- Problem to work on
Set down all of the data again, character for character.

§

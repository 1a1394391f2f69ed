//! Ollama-compatible model service client.
//!
//! Speaks the plain HTTP API: `/api/chat` for translation and
//! `/api/embeddings` for vectors. Any non-success status or malformed
//! payload surfaces as an `ExternalModel` error, which callers treat as a
//! soft per-item failure.

use reqwest::Client as HttpClient;
use serde::{Deserialize, Serialize};
use serde_json::json;

use crate::error::{AppError, AppResult};
use crate::services::providers::LanguageModel;

#[derive(Clone)]
pub struct OllamaClient {
    http_client: HttpClient,
    base_url: String,
    chat_model: String,
    embed_model: String,
}

#[derive(Debug, Serialize)]
struct ChatMessage<'a> {
    role: &'a str,
    content: &'a str,
}

#[derive(Debug, Deserialize)]
struct ChatResponse {
    message: ChatResponseMessage,
}

#[derive(Debug, Deserialize)]
struct ChatResponseMessage {
    content: String,
}

#[derive(Debug, Deserialize)]
struct EmbeddingsResponse {
    embedding: Vec<f32>,
}

impl OllamaClient {
    pub fn new(base_url: String, chat_model: String, embed_model: String) -> Self {
        Self {
            http_client: HttpClient::new(),
            base_url: base_url.trim_end_matches('/').to_string(),
            chat_model,
            embed_model,
        }
    }

    async fn post_json<T: for<'de> Deserialize<'de>>(
        &self,
        path: &str,
        payload: serde_json::Value,
    ) -> AppResult<T> {
        let url = format!("{}{}", self.base_url, path);
        let response = self.http_client.post(&url).json(&payload).send().await?;

        if !response.status().is_success() {
            let status = response.status();
            let body = response.text().await.unwrap_or_default();
            return Err(AppError::ExternalModel(format!(
                "model service returned status {}: {}",
                status, body
            )));
        }

        response
            .json::<T>()
            .await
            .map_err(|e| AppError::ExternalModel(format!("malformed model response: {}", e)))
    }
}

#[async_trait::async_trait]
impl LanguageModel for OllamaClient {
    async fn chat(&self, system_prompt: &str, user_text: &str) -> AppResult<String> {
        let messages = [
            ChatMessage {
                role: "system",
                content: system_prompt,
            },
            ChatMessage {
                role: "user",
                content: user_text,
            },
        ];
        let response: ChatResponse = self
            .post_json(
                "/api/chat",
                json!({
                    "model": self.chat_model,
                    "messages": messages,
                    "stream": false,
                }),
            )
            .await?;
        Ok(response.message.content.trim().to_string())
    }

    async fn embed(&self, text: &str) -> AppResult<Vec<f32>> {
        let response: EmbeddingsResponse = self
            .post_json(
                "/api/embeddings",
                json!({
                    "model": self.embed_model,
                    "prompt": text,
                }),
            )
            .await?;
        if response.embedding.is_empty() {
            return Err(AppError::ExternalModel(
                "model returned an empty embedding".to_string(),
            ));
        }
        Ok(response.embedding)
    }
}

#[cfg(test)]
mod tests {
    use super::*;

    #[test]
    fn test_base_url_trailing_slash_is_trimmed() {
        let client = OllamaClient::new(
            "http://localhost:11434/".to_string(),
            "llama3.2".to_string(),
            "mxbai-embed-large".to_string(),
        );
        assert_eq!(client.base_url, "http://localhost:11434");
    }

    #[test]
    fn test_chat_response_deserialization() {
        let json = r#"{
            "model": "llama3.2",
            "message": {"role": "assistant", "content": "A quiet drama.\n"},
            "done": true
        }"#;
        let response: ChatResponse = serde_json::from_str(json).unwrap();
        assert_eq!(response.message.content, "A quiet drama.\n");
    }

    #[test]
    fn test_embeddings_response_deserialization() {
        let json = r#"{"embedding": [0.25, -0.5, 0.125]}"#;
        let response: EmbeddingsResponse = serde_json::from_str(json).unwrap();
        assert_eq!(response.embedding, vec![0.25, -0.5, 0.125]);
    }
}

§

- Response area
repository 1a1394391f2f69ed
//! Ollama-compatible model service client.
//!
//! Speaks the plain HTTP API: `/api/chat` for translation and
//! `/api/embeddings` for vectors. Any non-success status or malformed
//! payload surfaces as an `ExternalModel` error, which callers treat as a
//! soft per-item failure.

use reqwest::Client as HttpClient;
use serde::{Deserialize, Serialize};
use serde_json::json;

use crate::error::{AppError, AppResult};
use crate::services::providers::LanguageModel;

#[derive(Clone)]
pub struct OllamaClient {
    http_client: HttpClient,
    base_url: String,
    chat_model: String,
    embed_model: String,
}

#[derive(Debug, Serialize)]
struct ChatMessage<'a> {
    role: &'a str,
    content: &'a str,
}

#[derive(Debug, Deserialize)]
struct ChatResponse {
    message: ChatResponseMessage,
}

#[derive(Debug, Deserialize)]
struct ChatResponseMessage {
    content: String,
}

#[derive(Debug, Deserialize)]
struct EmbeddingsResponse {
    embedding: Vec<f32>,
}

impl OllamaClient {
    pub fn new(base_url: String, chat_model: String, embed_model: String) -> Self {
        Self {
            http_client: HttpClient::new(),
            base_url: base_url.trim_end_matches('/').to_string(),
            chat_model,
            embed_model,
        }
    }

    async fn post_json<T: for<'de> Deserialize<'de>>(
        &self,
        path: &str,
        payload: serde_json::Value,
    ) -> AppResult<T> {
        let url = format!("{}{}", self.base_url, path);
        let response = self.http_client.post(&url).json(&payload).send().await?;

        if !response.status().is_success() {
            let status = response.status();
            let body = response.text().await.unwrap_or_default();
            return Err(AppError::ExternalModel(format!(
                "model service returned status {}: {}",
                status, body
            )));
        }

        response
            .json::<T>()
            .await
            .map_err(|e| AppError::ExternalModel(format!("malformed model response: {}", e)))
    }
}

#[async_trait::async_trait]
impl LanguageModel for OllamaClient {
    async fn chat(&self, system_prompt: &str, user_text: &str) -> AppResult<String> {
        let messages = [
            ChatMessage {
                role: "system",
                content: system_prompt,
            },
            ChatMessage {
                role: "user",
                content: user_text,
            },
        ];
        let response: ChatResponse = self
            .post_json(
                "/api/chat",
                json!({
                    "model": self.chat_model,
                    "messages": messages,
                    "stream": false,
                }),
            )
            .await?;
        Ok(response.message.content.trim().to_string())
    }

    async fn embed(&self, text: &str) -> AppResult<Vec<f32>> {
        let response: EmbeddingsResponse = self
            .post_json(
                "/api/embeddings",
                json!({
                    "model": self.embed_model,
                    "prompt": text,
                }),
            )
            .await?;
        if response.embedding.is_empty() {
            return Err(AppError::ExternalModel(
                "model returned an empty embedding".to_string(),
            ));
        }
        Ok(response.embedding)
    }
}

#[cfg(test)]
mod tests {
    use super::*;

    #[test]
    fn test_base_url_trailing_slash_is_trimmed() {
        let client = OllamaClient::new(
            "http://localhost:11434/".to_string(),
            "llama3.2".to_string(),
            "mxbai-embed-large".to_string(),
        );
        assert_eq!(client.base_url, "http://localhost:11434");
    }

    #[test]
    fn test_chat_response_deserialization() {
        let json = r#"{
            "model": "llama3.2",
            "message": {"role": "assistant", "content": "A quiet drama.\n"},
            "done": true
        }"#;
        let response: ChatResponse = serde_json::from_str(json).unwrap();
        assert_eq!(response.message.content, "A quiet drama.\n");
    }

    #[test]
    fn test_embeddings_response_deserialization() {
        let json = r#"{"embedding": [0.25, -0.5, 0.125]}"#;
        let response: EmbeddingsResponse = serde_json::from_str(json).unwrap();
        assert_eq!(response.embedding, vec![0.25, -0.5, 0.125]);
    }
}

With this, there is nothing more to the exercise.